Hay personas que en vida se convirtieron en encarnación o símbolo de ciertas ideas que, después de muertas esas personas, toman cuerpo en muchos otros. Tal es el caso del más famoso de los muertos, Jesús, a quienes muchos creen vivo, y del testimonio de los que lo conocieron se alimenta esa fe. Jesús muerto no sería fuente, cuerpo, de una fe viva. Otros quedan como recuerdos, precursores de esto, realizadores de lo otro. Los hay que viven en sus versos o su prosa, o en sus lienzos, o en su música. ¿Quién podría olvidar totalmente a Shakespeare, Cervantes, el Bosco, Bach? Estamos colonizados por esos nombres que en muchos casos significan poco o nada para un chino, un mongol o un aborigen de Tasmania. Como, para nosotros, las más de las veces los nombres que esas otras culturas recuerdan no significan nada. ¿Qué cubano está al tanto hoy, por ejemplo, de la literatura o el arte clásicos, o contemporáneos, de Birmania? Sin embargo, el de Shakespeare o Cervantes, Dante o Víctor Hugo es nuestro imaginario, poblado de esos nombres y de muchos otros, y no renunciamos a ellos, los retenemos junto a nosotros, los desempolvamos cuando algunos los olvidan o quisieran olvidar, los perpetuamos... de algún modo viven en, y por, nosotros. Quien lee a Shakespeare o a Cervantes, o se detiene ante un cuadro del Bosco, o escucha una partita de Bach, es mejor después de esa experiencia; siquiera momentáneamente. O debería serlo. Entre sus otras funciones, lo bello o lo sublime nos recuerdan que lo real escueto no solo puede ser feo, sino insoportablemente inhumano. Lo humano es siempre en alguna medida anhelo de humanidad.

Hay otras maneras de hacer que la humanidad se eleve por sobre su propia miseria.
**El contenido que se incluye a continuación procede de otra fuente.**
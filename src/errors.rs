use std::fmt;

#[derive(Debug, Clone, PartialEq, Eq)]
pub enum LinkVaultError {
    InvalidAlias(String),
    AliasTaken(String),
    ExhaustedKeyspace(String),
    StorageUnavailable(String),
    NotFound(String),
    InvalidUrl(String),
    Config(String),
    Serialization(String),
}

impl LinkVaultError {
    /// Stable error code, `E001`..`E008`
    pub fn code(&self) -> &'static str {
        match self {
            LinkVaultError::InvalidAlias(_) => "E001",
            LinkVaultError::AliasTaken(_) => "E002",
            LinkVaultError::ExhaustedKeyspace(_) => "E003",
            LinkVaultError::StorageUnavailable(_) => "E004",
            LinkVaultError::NotFound(_) => "E005",
            LinkVaultError::InvalidUrl(_) => "E006",
            LinkVaultError::Config(_) => "E007",
            LinkVaultError::Serialization(_) => "E008",
        }
    }

    /// Human-readable category
    pub fn error_type(&self) -> &'static str {
        match self {
            LinkVaultError::InvalidAlias(_) => "Invalid Alias",
            LinkVaultError::AliasTaken(_) => "Alias Taken",
            LinkVaultError::ExhaustedKeyspace(_) => "Keyspace Exhausted",
            LinkVaultError::StorageUnavailable(_) => "Storage Unavailable",
            LinkVaultError::NotFound(_) => "Not Found",
            LinkVaultError::InvalidUrl(_) => "Invalid URL",
            LinkVaultError::Config(_) => "Configuration Error",
            LinkVaultError::Serialization(_) => "Serialization Error",
        }
    }

    pub fn message(&self) -> &str {
        match self {
            LinkVaultError::InvalidAlias(msg)
            | LinkVaultError::AliasTaken(msg)
            | LinkVaultError::ExhaustedKeyspace(msg)
            | LinkVaultError::StorageUnavailable(msg)
            | LinkVaultError::NotFound(msg)
            | LinkVaultError::InvalidUrl(msg)
            | LinkVaultError::Config(msg)
            | LinkVaultError::Serialization(msg) => msg,
        }
    }

    /// Whether the caller may reasonably retry the same request later.
    ///
    /// Input errors (`InvalidAlias`, `AliasTaken`, `InvalidUrl`) and
    /// `NotFound` will fail the same way again.
    pub fn is_retryable(&self) -> bool {
        matches!(
            self,
            LinkVaultError::ExhaustedKeyspace(_) | LinkVaultError::StorageUnavailable(_)
        )
    }

    /// Multi-line coloured form for terminal output
    pub fn format_colored(&self) -> String {
        use colored::Colorize;
        format!(
            "{} {} {}\n  {}",
            "[ERROR]".red().bold(),
            self.code().yellow(),
            self.error_type().red(),
            self.message().white()
        )
    }

    pub fn format_simple(&self) -> String {
        format!("{}: {}", self.error_type(), self.message())
    }
}

impl fmt::Display for LinkVaultError {
    fn fmt(&self, f: &mut fmt::Formatter<'_>) -> fmt::Result {
        write!(f, "{}", self.format_simple())
    }
}

impl std::error::Error for LinkVaultError {}

// Constructors
impl LinkVaultError {
    pub fn invalid_alias<T: Into<String>>(msg: T) -> Self {
        LinkVaultError::InvalidAlias(msg.into())
    }

    pub fn alias_taken<T: Into<String>>(msg: T) -> Self {
        LinkVaultError::AliasTaken(msg.into())
    }

    pub fn exhausted_keyspace<T: Into<String>>(msg: T) -> Self {
        LinkVaultError::ExhaustedKeyspace(msg.into())
    }

    pub fn storage_unavailable<T: Into<String>>(msg: T) -> Self {
        LinkVaultError::StorageUnavailable(msg.into())
    }

    pub fn not_found<T: Into<String>>(msg: T) -> Self {
        LinkVaultError::NotFound(msg.into())
    }

    pub fn invalid_url<T: Into<String>>(msg: T) -> Self {
        LinkVaultError::InvalidUrl(msg.into())
    }

    pub fn config<T: Into<String>>(msg: T) -> Self {
        LinkVaultError::Config(msg.into())
    }

    pub fn serialization<T: Into<String>>(msg: T) -> Self {
        LinkVaultError::Serialization(msg.into())
    }
}

impl From<sea_orm::DbErr> for LinkVaultError {
    fn from(err: sea_orm::DbErr) -> Self {
        LinkVaultError::StorageUnavailable(err.to_string())
    }
}

impl From<redis::RedisError> for LinkVaultError {
    fn from(err: redis::RedisError) -> Self {
        LinkVaultError::StorageUnavailable(err.to_string())
    }
}

impl From<serde_json::Error> for LinkVaultError {
    fn from(err: serde_json::Error) -> Self {
        LinkVaultError::Serialization(err.to_string())
    }
}

impl From<config::ConfigError> for LinkVaultError {
    fn from(err: config::ConfigError) -> Self {
        LinkVaultError::Config(err.to_string())
    }
}

pub type Result<T> = std::result::Result<T, LinkVaultError>;
use async_trait::async_trait;

use super::models::{ReserveOutcome, UrlRecord};
use crate::errors::Result;

/// Keyed store enforcing short code uniqueness.
///
/// `try_reserve` is the only mutation on the allocation path and must be
/// atomic: for concurrent calls with the same code exactly one caller sees
/// [`ReserveOutcome::Reserved`]. Backend failures are reported as
/// `LinkVaultError::StorageUnavailable`, never as `AlreadyExists`.
#[async_trait]
pub trait UniquenessStore: Send + Sync {
    /// Insert `record` under `record.short_code` unless the code is taken.
    async fn try_reserve(&self, record: &UrlRecord) -> Result<ReserveOutcome>;

    async fn get(&self, code: &str) -> Result<Option<UrlRecord>>;

    /// Remove a record. Unknown codes yield `LinkVaultError::NotFound`.
    async fn delete(&self, code: &str) -> Result<()>;

    fn backend_name(&self) -> &'static str;

    /// Release connections at process teardown.
    async fn shutdown(&self) -> Result<()> {
        Ok(())
    }
}
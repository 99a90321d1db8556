//! linkvault - URL shortener core
//!
//! Maps long URLs to short, unique codes and resolves them back. The
//! interesting part is allocation: codes are reserved through an atomic
//! reserve-if-absent on a pluggable store, so concurrent callers can never
//! be handed the same code.
//!
//! # Architecture
//! - `services`: code generation and the `ShortenService` allocation loop
//! - `storage`: the `UniquenessStore` trait and its memory, SQL and Redis backends
//! - `config`: TOML + environment configuration
//! - `runtime`: startup and shutdown of the store and service
//! - `interfaces`: the command-line surface
//! - `system`: logging setup

pub mod cli;
pub mod config;
pub mod errors;
pub mod interfaces;
pub mod runtime;
pub mod services;
pub mod storage;
pub mod system;
pub mod utils;
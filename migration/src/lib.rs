pub use sea_orm_migration::prelude::*;

pub mod entities;
mod m20261019_000001_url_records;

pub struct Migrator;

#[async_trait::async_trait]
impl MigratorTrait for Migrator {
    fn migrations() -> Vec<Box<dyn MigrationTrait>> {
        vec![Box::new(m20261019_000001_url_records::Migration)]
    }
}
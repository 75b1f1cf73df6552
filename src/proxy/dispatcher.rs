//! Proxy dispatch: clone the inbound request against the target and relay
//! the answer.

use std::time::Duration;

use axum::body::Body;
use axum::http::{Request, Response};
use hyper::ext::ReasonPhrase;

use crate::error::RelayError;
use crate::proxy::target::ProxyTarget;
use crate::resilience::{with_timeout, TimeoutError};
use crate::security::headers::{forward_request_headers, relay_response_headers};
use crate::security::limits::buffer_body;

/// Forwards requests to arbitrary http(s) targets.
#[derive(Debug, Clone)]
pub struct ProxyDispatcher {
    client: reqwest::Client,
    timeout: Duration,
    max_body_size: usize,
}

impl ProxyDispatcher {
    pub fn new(client: reqwest::Client, timeout: Duration, max_body_size: usize) -> Self {
        Self {
            client,
            timeout,
            max_body_size,
        }
    }

    /// Validate `target_param`, forward `request` to it and relay the response.
    ///
    /// The deadline covers the exchange up to the response head; the body is
    /// then streamed through as it arrives.
    pub async fn dispatch(
        &self,
        request: Request<Body>,
        target_param: &str,
        service_origin: &str,
    ) -> Result<Response<Body>, RelayError> {
        let target = ProxyTarget::from_request(target_param, request.uri().query(), service_origin)?;

        let (parts, body) = request.into_parts();
        let body = buffer_body(&parts.method, body, self.max_body_size)
            .await
            .map_err(|e| RelayError::proxy(e.to_string(), target.as_str()))?;

        tracing::debug!(
            method = %parts.method,
            url = %target.url(),
            "Forwarding to target"
        );

        let mut outbound = self
            .client
            .request(parts.method.clone(), target.url().clone())
            .headers(forward_request_headers(&parts.headers));
        if let Some(bytes) = body {
            outbound = outbound.body(bytes);
        }

        let upstream = with_timeout(self.timeout, outbound.send()).await.map_err(|e| {
            let message = match e {
                TimeoutError::Elapsed(limit) => format!("no response within {}ms", limit.as_millis()),
                TimeoutError::Inner(inner) => inner.to_string(),
            };
            tracing::warn!(url = %target.as_str(), error = %message, "Proxy request failed");
            RelayError::proxy(message, target.as_str())
        })?;

        let status = upstream.status();
        let headers = relay_response_headers(upstream.headers());
        tracing::debug!(url = %target.url(), status = %status, "Relaying target response");

        // Present only when the origin sent a non-canonical phrase.
        let reason = upstream.extensions().get::<ReasonPhrase>().cloned();

        let mut response = Response::new(Body::from_stream(upstream.bytes_stream()));
        *response.status_mut() = status;
        *response.headers_mut() = headers;
        if let Some(reason) = reason {
            response.extensions_mut().insert(reason);
        }
        Ok(response)
    }
}
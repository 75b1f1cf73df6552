//! Header manipulation: CORS and relayed response headers.
//!
//! # Responsibilities
//! - Provide the fixed CORS header set attached to every response
//! - Strip hop-by-hop, framing and cookie headers from relayed responses
//! - Drop inbound headers the outbound client must derive itself
//!
//! # Design Decisions
//! - CORS is merged last so it overrides any origin-supplied value
//! - Framing headers are left to the relay layer, which re-frames the body

use axum::http::header::{self, HeaderMap, HeaderName, HeaderValue};

/// Fixed CORS header set.
pub const CORS_HEADERS: [(HeaderName, &str); 4] = [
    (header::ACCESS_CONTROL_ALLOW_ORIGIN, "*"),
    (header::ACCESS_CONTROL_ALLOW_METHODS, "GET, POST, PUT, DELETE, OPTIONS"),
    (header::ACCESS_CONTROL_ALLOW_HEADERS, "Content-Type, Authorization"),
    (header::ACCESS_CONTROL_MAX_AGE, "86400"),
];

/// Response headers never copied from an origin.
pub const EXCLUDED_RESPONSE_HEADERS: [&str; 7] = [
    "content-encoding",
    "content-length",
    "transfer-encoding",
    "connection",
    "keep-alive",
    "set-cookie",
    "set-cookie2",
];

/// Inbound headers not forwarded; the client sets them for the target.
/// Content negotiation is left to the client, which decodes what it accepts.
pub const EXCLUDED_REQUEST_HEADERS: [&str; 3] = ["host", "content-length", "accept-encoding"];

/// Insert the CORS set, replacing existing values of the same names.
pub fn apply_cors(headers: &mut HeaderMap) {
    for (name, value) in CORS_HEADERS {
        headers.insert(name, HeaderValue::from_static(value));
    }
}

/// A header map holding only the CORS set.
pub fn cors_headers() -> HeaderMap {
    let mut headers = HeaderMap::with_capacity(CORS_HEADERS.len());
    apply_cors(&mut headers);
    headers
}

/// Headers to send back for a relayed origin response.
pub fn relay_response_headers(origin: &HeaderMap) -> HeaderMap {
    let mut out = HeaderMap::with_capacity(origin.len() + CORS_HEADERS.len());
    for (name, value) in origin {
        if !EXCLUDED_RESPONSE_HEADERS.contains(&name.as_str()) {
            out.append(name.clone(), value.clone());
        }
    }
    apply_cors(&mut out);
    out
}

/// Headers to send to the target for an inbound request.
pub fn forward_request_headers(inbound: &HeaderMap) -> HeaderMap {
    let mut out = HeaderMap::with_capacity(inbound.len());
    for (name, value) in inbound {
        if !EXCLUDED_REQUEST_HEADERS.contains(&name.as_str()) {
            out.append(name.clone(), value.clone());
        }
    }
    out
}

#[cfg(test)]
mod tests {
    use super::*;

    fn origin_headers() -> HeaderMap {
        let mut h = HeaderMap::new();
        h.insert(header::CONTENT_TYPE, HeaderValue::from_static("application/json"));
        h.insert(header::CONTENT_ENCODING, HeaderValue::from_static("gzip"));
        h.insert(header::CONTENT_LENGTH, HeaderValue::from_static("42"));
        h.insert(header::TRANSFER_ENCODING, HeaderValue::from_static("chunked"));
        h.insert(header::CONNECTION, HeaderValue::from_static("keep-alive"));
        h.insert("keep-alive", HeaderValue::from_static("timeout=5"));
        h.append(header::SET_COOKIE, HeaderValue::from_static("a=1"));
        h.append(header::SET_COOKIE, HeaderValue::from_static("b=2"));
        h.insert("set-cookie2", HeaderValue::from_static("c=3"));
        h.insert(header::ACCESS_CONTROL_ALLOW_ORIGIN, HeaderValue::from_static("https://only.example"));
        h.append("x-custom", HeaderValue::from_static("one"));
        h.append("x-custom", HeaderValue::from_static("two"));
        h
    }

    #[test]
    fn test_cors_set() {
        let h = cors_headers();
        assert_eq!(h.len(), 4);
        assert_eq!(h[header::ACCESS_CONTROL_ALLOW_ORIGIN], "*");
        assert_eq!(h[header::ACCESS_CONTROL_MAX_AGE], "86400");
    }

    #[test]
    fn test_relay_strips_deny_set() {
        let out = relay_response_headers(&origin_headers());
        for name in EXCLUDED_RESPONSE_HEADERS {
            assert!(!out.contains_key(name), "{name} should be stripped");
        }
        assert_eq!(out[header::CONTENT_TYPE], "application/json");
    }

    #[test]
    fn test_relay_keeps_multi_valued_headers() {
        let out = relay_response_headers(&origin_headers());
        let values: Vec<_> = out.get_all("x-custom").iter().collect();
        assert_eq!(values, vec!["one", "two"]);
    }

    #[test]
    fn test_cors_overrides_origin() {
        let out = relay_response_headers(&origin_headers());
        let values: Vec<_> = out.get_all(header::ACCESS_CONTROL_ALLOW_ORIGIN).iter().collect();
        assert_eq!(values, vec!["*"]);
        assert_eq!(out[header::ACCESS_CONTROL_ALLOW_HEADERS], "Content-Type, Authorization");
    }

    #[test]
    fn test_forward_drops_client_derived_headers() {
        let mut inbound = HeaderMap::new();
        inbound.insert(header::HOST, HeaderValue::from_static("relay.example"));
        inbound.insert(header::CONTENT_LENGTH, HeaderValue::from_static("3"));
        inbound.insert(header::AUTHORIZATION, HeaderValue::from_static("Bearer t"));
        inbound.insert(header::COOKIE, HeaderValue::from_static("s=1"));
        inbound.insert(header::ACCEPT_ENCODING, HeaderValue::from_static("br"));

        let out = forward_request_headers(&inbound);
        assert!(!out.contains_key(header::HOST));
        assert!(!out.contains_key(header::ACCEPT_ENCODING));
        assert!(!out.contains_key(header::CONTENT_LENGTH));
        assert_eq!(out[header::AUTHORIZATION], "Bearer t");
        assert_eq!(out[header::COOKIE], "s=1");
    }
}
//! Canonical JSON text for delivered documents.
//!
//! Numbers follow the JavaScript rendering: a float with no fractional part
//! inside the safe-integer range is written as an integer, so `1.0` becomes
//! `1` and `-0.0` becomes `0`. Other floats keep `serde_json`'s shortest
//! round-trip form.

use serde_json::{Map, Value};

/// 2^53 - 1, the largest integer every f64 between it and zero represents exactly.
const MAX_SAFE_INTEGER: f64 = 9_007_199_254_740_991.0;

/// Compact JSON text of `value` with integral floats written as integers.
pub fn canonical_json(value: &Value) -> String {
    // Serializing a `Value` cannot fail: keys are always strings.
    serde_json::to_string(&normalize(value)).unwrap_or_default()
}

fn normalize(value: &Value) -> Value {
    match value {
        Value::Number(n) if n.is_f64() => match n.as_f64() {
            Some(f) if f.fract() == 0.0 && f.abs() <= MAX_SAFE_INTEGER => Value::from(f as i64),
            _ => value.clone(),
        },
        Value::Array(items) => Value::Array(items.iter().map(normalize).collect()),
        Value::Object(map) => Value::Object(
            map.iter()
                .map(|(k, v)| (k.clone(), normalize(v)))
                .collect::<Map<String, Value>>(),
        ),
        _ => value.clone(),
    }
}
//! Metrics collection and exposition.
//!
//! # Responsibilities
//! - Define relay metrics (requests, latency, source fetch outcomes)
//! - Expose Prometheus-compatible metrics endpoint
//!
//! # Metrics
//! - `relay_requests_total` (counter): requests by method, status, route
//! - `relay_request_duration_seconds` (histogram): latency by route
//! - `relay_source_fetch_total` (counter): attempts by source, locator, outcome
//!
//! # Design Decisions
//! - Recording without an installed exporter is a no-op (tests, CLI)
//! - Labels are low-cardinality: route kind, never the target URL, and
//!   extension methods collapse to `other`

use std::net::SocketAddr;
use std::time::Instant;

use axum::http::Method;
use metrics::{counter, histogram};
use metrics_exporter_prometheus::PrometheusBuilder;

/// Install the Prometheus exporter with its own HTTP listener.
pub fn init_metrics(addr: SocketAddr) {
    match PrometheusBuilder::new().with_http_listener(addr).install() {
        Ok(()) => tracing::info!(address = %addr, "Metrics exporter listening"),
        Err(e) => tracing::error!(address = %addr, error = %e, "Failed to install metrics exporter"),
    }
}

/// Label for `method`; extension methods share one value.
pub fn method_label(method: &Method) -> &'static str {
    match method.as_str() {
        "GET" => "GET",
        "POST" => "POST",
        "PUT" => "PUT",
        "DELETE" => "DELETE",
        "HEAD" => "HEAD",
        "OPTIONS" => "OPTIONS",
        "PATCH" => "PATCH",
        "CONNECT" => "CONNECT",
        "TRACE" => "TRACE",
        _ => "other",
    }
}

/// Record one handled request.
pub fn record_request(method: &Method, status: u16, route: &'static str, start: Instant) {
    counter!(
        "relay_requests_total",
        "method" => method_label(method),
        "status" => status.to_string(),
        "route" => route
    )
    .increment(1);
    histogram!("relay_request_duration_seconds", "route" => route).record(start.elapsed().as_secs_f64());
}

/// Record one source fetch attempt. `locator` is "primary" or "fallback",
/// `outcome` is "hit" or "miss".
pub fn record_source_fetch(source: &str, locator: &'static str, outcome: &'static str) {
    counter!(
        "relay_source_fetch_total",
        "source" => source.to_string(),
        "locator" => locator,
        "outcome" => outcome
    )
    .increment(1);
}
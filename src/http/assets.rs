//! `*.json` assets served from the configured directory.

use axum::body::Body;
use axum::http::{Request, StatusCode};
use axum::response::Response;
use tower::ServiceExt;
use tower_http::services::ServeDir;

use crate::http::response::{not_found, with_cors};

/// Serve `request` from `assets`, or 404 when no directory is configured or
/// the file is missing.
pub async fn serve(assets: Option<&ServeDir>, request: Request<Body>) -> Response {
    let Some(dir) = assets else {
        return not_found();
    };

    let response = match dir.clone().oneshot(request).await {
        Ok(response) => response,
        Err(infallible) => match infallible {},
    };
    if response.status() == StatusCode::NOT_FOUND {
        return not_found();
    }

    with_cors(response.map(Body::new))
}
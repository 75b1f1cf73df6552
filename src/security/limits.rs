//! Request body limits.
//!
//! # Responsibilities
//! - Buffer inbound bodies that must be replayed to a proxy target
//! - Enforce the configured maximum body size while buffering
//!
//! # Design Decisions
//! - GET and HEAD bodies are never read or forwarded
//! - Overflow is reported to the caller, who decides the response

use axum::body::{Body, Bytes};
use axum::http::Method;
use thiserror::Error;

#[derive(Debug, Error)]
#[error("failed to read request body: {0}")]
pub struct BodyReadError(#[from] axum::Error);

/// Whether `method` carries a body that should be forwarded.
pub fn forwards_body(method: &Method) -> bool {
    method != Method::GET && method != Method::HEAD
}

/// Buffer `body` up to `limit` bytes, or `None` for bodiless methods.
pub async fn buffer_body(method: &Method, body: Body, limit: usize) -> Result<Option<Bytes>, BodyReadError> {
    if !forwards_body(method) {
        return Ok(None);
    }
    let bytes = axum::body::to_bytes(body, limit).await?;
    Ok(Some(bytes))
}
//! Observability subsystem.
//!
//! # Data Flow
//! ```text
//! All subsystems produce:
//!     → logging.rs (structured log events)
//!     → metrics.rs (counters, histograms)
//!
//! Consumers:
//!     → Log aggregation (stdout)
//!     → Metrics endpoint (Prometheus scrape)
//! ```
//!
//! # Design Decisions
//! - Structured logging (JSON) for machine parsing
//! - Request ID flows through every request span
//! - Metrics are cheap (atomic increments)

pub mod logging;
pub mod metrics;
use std::net::SocketAddr;
use std::path::PathBuf;

use clap::Parser;
use tokio::net::TcpListener;

use edge_relay::config::{load_config, validation::validate_config, ConfigError, RelayConfig};
use edge_relay::http::HttpServer;
use edge_relay::lifecycle::{signals, Shutdown};
use edge_relay::net::load_tls_config;
use edge_relay::observability::{logging, metrics};

#[derive(Parser, Debug)]
#[command(name = "edge-relay", version, about = "CORS relay and configuration subscription service")]
struct Args {
    /// Path to a TOML configuration file; built-in defaults when omitted.
    #[arg(short, long)]
    config: Option<PathBuf>,

    /// Override `listener.bind_address`.
    #[arg(short, long)]
    bind: Option<String>,
}

fn load(args: &Args) -> Result<RelayConfig, ConfigError> {
    let mut config = match &args.config {
        Some(path) => load_config(path)?,
        None => RelayConfig::default(),
    };
    if let Some(bind) = &args.bind {
        config.listener.bind_address = bind.clone();
    }
    validate_config(&config).map_err(ConfigError::Validation)?;
    Ok(config)
}

#[tokio::main]
async fn main() -> Result<(), Box<dyn std::error::Error>> {
    let args = Args::parse();
    let config = load(&args)?;

    logging::init(&config.observability);
    tracing::info!(version = env!("CARGO_PKG_VERSION"), "edge-relay starting");
    tracing::info!(
        bind_address = %config.listener.bind_address,
        tls = config.listener.tls.is_some(),
        sources = config.sources.entries.len(),
        default_source = %config.sources.default,
        request_timeout_secs = config.timeouts.request_secs,
        "Configuration loaded"
    );

    if config.observability.metrics_enabled {
        let addr: SocketAddr = config.observability.metrics_address.parse()?;
        metrics::init_metrics(addr);
    }

    let shutdown = Shutdown::new();
    signals::spawn_signal_handler(shutdown.clone());

    let tls = config.listener.tls.clone();
    let bind: SocketAddr = config.listener.bind_address.parse()?;
    let server = HttpServer::new(config)?;

    match tls {
        Some(tls) => {
            let rustls = load_tls_config(&tls).await?;
            server.run_tls(bind, rustls, shutdown.subscribe()).await?;
        }
        None => {
            let listener = TcpListener::bind(bind).await?;
            tracing::info!(address = %listener.local_addr()?, "Listening for connections");
            server.run(listener, shutdown.subscribe()).await?;
        }
    }

    tracing::info!("Shutdown complete");
    Ok(())
}
//! Security subsystem.
//!
//! # Data Flow
//! ```text
//! Proxied request:
//!     → limits.rs (buffer body within max_body_size)
//!     → headers.rs (drop host/content-length before forwarding)
//!
//! Every response:
//!     → headers.rs (strip deny-set from relayed headers, merge CORS)
//! ```
//!
//! # Design Decisions
//! - One fixed CORS policy for every route
//! - No trust in origin framing headers

pub mod headers;
pub mod limits;

pub use headers::{apply_cors, cors_headers, forward_request_headers, relay_response_headers};
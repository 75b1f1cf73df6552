//! Document retrieval.
//!
//! # Responsibilities
//! - GET a locator and parse the body as JSON
//! - Bound each attempt with a deadline
//!
//! # Design Decisions
//! - `DocumentFetcher` is the seam between resolution policy and the network
//! - Every failure kind is a `FetchError`; the resolver decides what is soft

use std::future::Future;
use std::time::Duration;

use reqwest::StatusCode;
use serde_json::Value;
use thiserror::Error;
use url::Url;

use crate::resilience::{with_timeout, TimeoutError};

#[derive(Debug, Error)]
pub enum FetchError {
    #[error("request failed: {0}")]
    Transport(#[from] reqwest::Error),

    #[error("unexpected status {0}")]
    Status(StatusCode),

    #[error("invalid JSON: {0}")]
    Parse(#[from] serde_json::Error),

    #[error("timed out after {}ms", .0.as_millis())]
    Timeout(Duration),
}

/// Retrieves a JSON document from a URL.
pub trait DocumentFetcher: Send + Sync {
    fn fetch_json(&self, url: &Url) -> impl Future<Output = Result<Value, FetchError>> + Send;
}

/// `reqwest`-backed fetcher with a per-attempt deadline.
#[derive(Debug, Clone)]
pub struct HttpFetcher {
    client: reqwest::Client,
    timeout: Duration,
}

impl HttpFetcher {
    pub fn new(client: reqwest::Client, timeout: Duration) -> Self {
        Self { client, timeout }
    }
}

impl DocumentFetcher for HttpFetcher {
    async fn fetch_json(&self, url: &Url) -> Result<Value, FetchError> {
        let attempt = async {
            let response = self.client.get(url.clone()).send().await?;
            let status = response.status();
            if !status.is_success() {
                return Err(FetchError::Status(status));
            }
            let body = response.bytes().await?;
            Ok(serde_json::from_slice(&body)?)
        };

        with_timeout(self.timeout, attempt).await.map_err(|e| match e {
            TimeoutError::Elapsed(limit) => FetchError::Timeout(limit),
            TimeoutError::Inner(inner) => inner,
        })
    }
}
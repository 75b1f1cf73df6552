//! Shutdown coordination.

use tokio::sync::broadcast;

/// Coordinator for graceful shutdown.
///
/// Clones share one broadcast channel; every receiver handed out by
/// `subscribe` wakes when any clone calls `trigger`.
#[derive(Debug, Clone)]
pub struct Shutdown {
    tx: broadcast::Sender<()>,
}

impl Shutdown {
    pub fn new() -> Self {
        let (tx, _) = broadcast::channel(1);
        Self { tx }
    }

    pub fn subscribe(&self) -> broadcast::Receiver<()> {
        self.tx.subscribe()
    }

    /// Wake all current subscribers. A trigger with no subscribers is a no-op.
    pub fn trigger(&self) {
        let _ = self.tx.send(());
    }

    /// Number of live receivers (servers still running).
    pub fn receiver_count(&self) -> usize {
        self.tx.receiver_count()
    }
}

impl Default for Shutdown {
    fn default() -> Self {
        Self::new()
    }
}
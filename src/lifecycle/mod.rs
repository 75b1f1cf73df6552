//! Lifecycle management subsystem.
//!
//! # Data Flow
//! ```text
//! Signals (signals.rs):
//!     SIGTERM/SIGINT → Shutdown::trigger
//!
//! Shutdown (shutdown.rs):
//!     trigger → every subscriber wakes → servers stop accepting → drain → exit
//! ```
//!
//! # Design Decisions
//! - Startup is fail-fast: config, then catalog, then listener
//! - Shutdown is broadcast so any number of servers can follow it

pub mod shutdown;
pub mod signals;

pub use shutdown::Shutdown;
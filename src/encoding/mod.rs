//! Document transforms.
//!
//! # Data Flow
//! ```text
//! fetched document (serde_json::Value)
//!     → prefix.rs (optional: route `api` fields through the relay)
//!     → canonical.rs (compact JSON text, integral floats as integers)
//!     → base58.rs (optional: JSON text → base-58 string)
//!     → response body
//! ```
//!
//! # Design Decisions
//! - Pure functions over borrowed input; every transform returns a new value
//! - `format.rs` is the closed table deciding which transforms run

pub mod base58;
pub mod canonical;
pub mod format;
pub mod prefix;

pub use base58::{encode, encode_bytes};
pub use canonical::canonical_json;
pub use format::OutputFormat;
pub use prefix::rewrite_prefix;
Hay maneras políticas de hacer que seamos mejores—luchar para que todos los seres humanos tengan una vida digna, aquí en la tierra, luchar para que se les respete en su dignidad de hijos de Dios, según nos enseña la doctrina cristiana, o de personas naturalmente dotadas, por el hecho de ser eso, personas, de los mismos derechos, según proclama toda doctrina que se reivindique a sí misma como  humanista, obrar para que de los bienes (comunes) que hemos recibido o creado no se apropien indebidamente unos pocos. Bienaventurados serán cuando los insulten y persigan, y digan todo género de mal contra ustedes falsamente, por causa de Mí, por causa de la justicia y la rectitud, la fidelidad a uno mismo y a los principios que nos animan.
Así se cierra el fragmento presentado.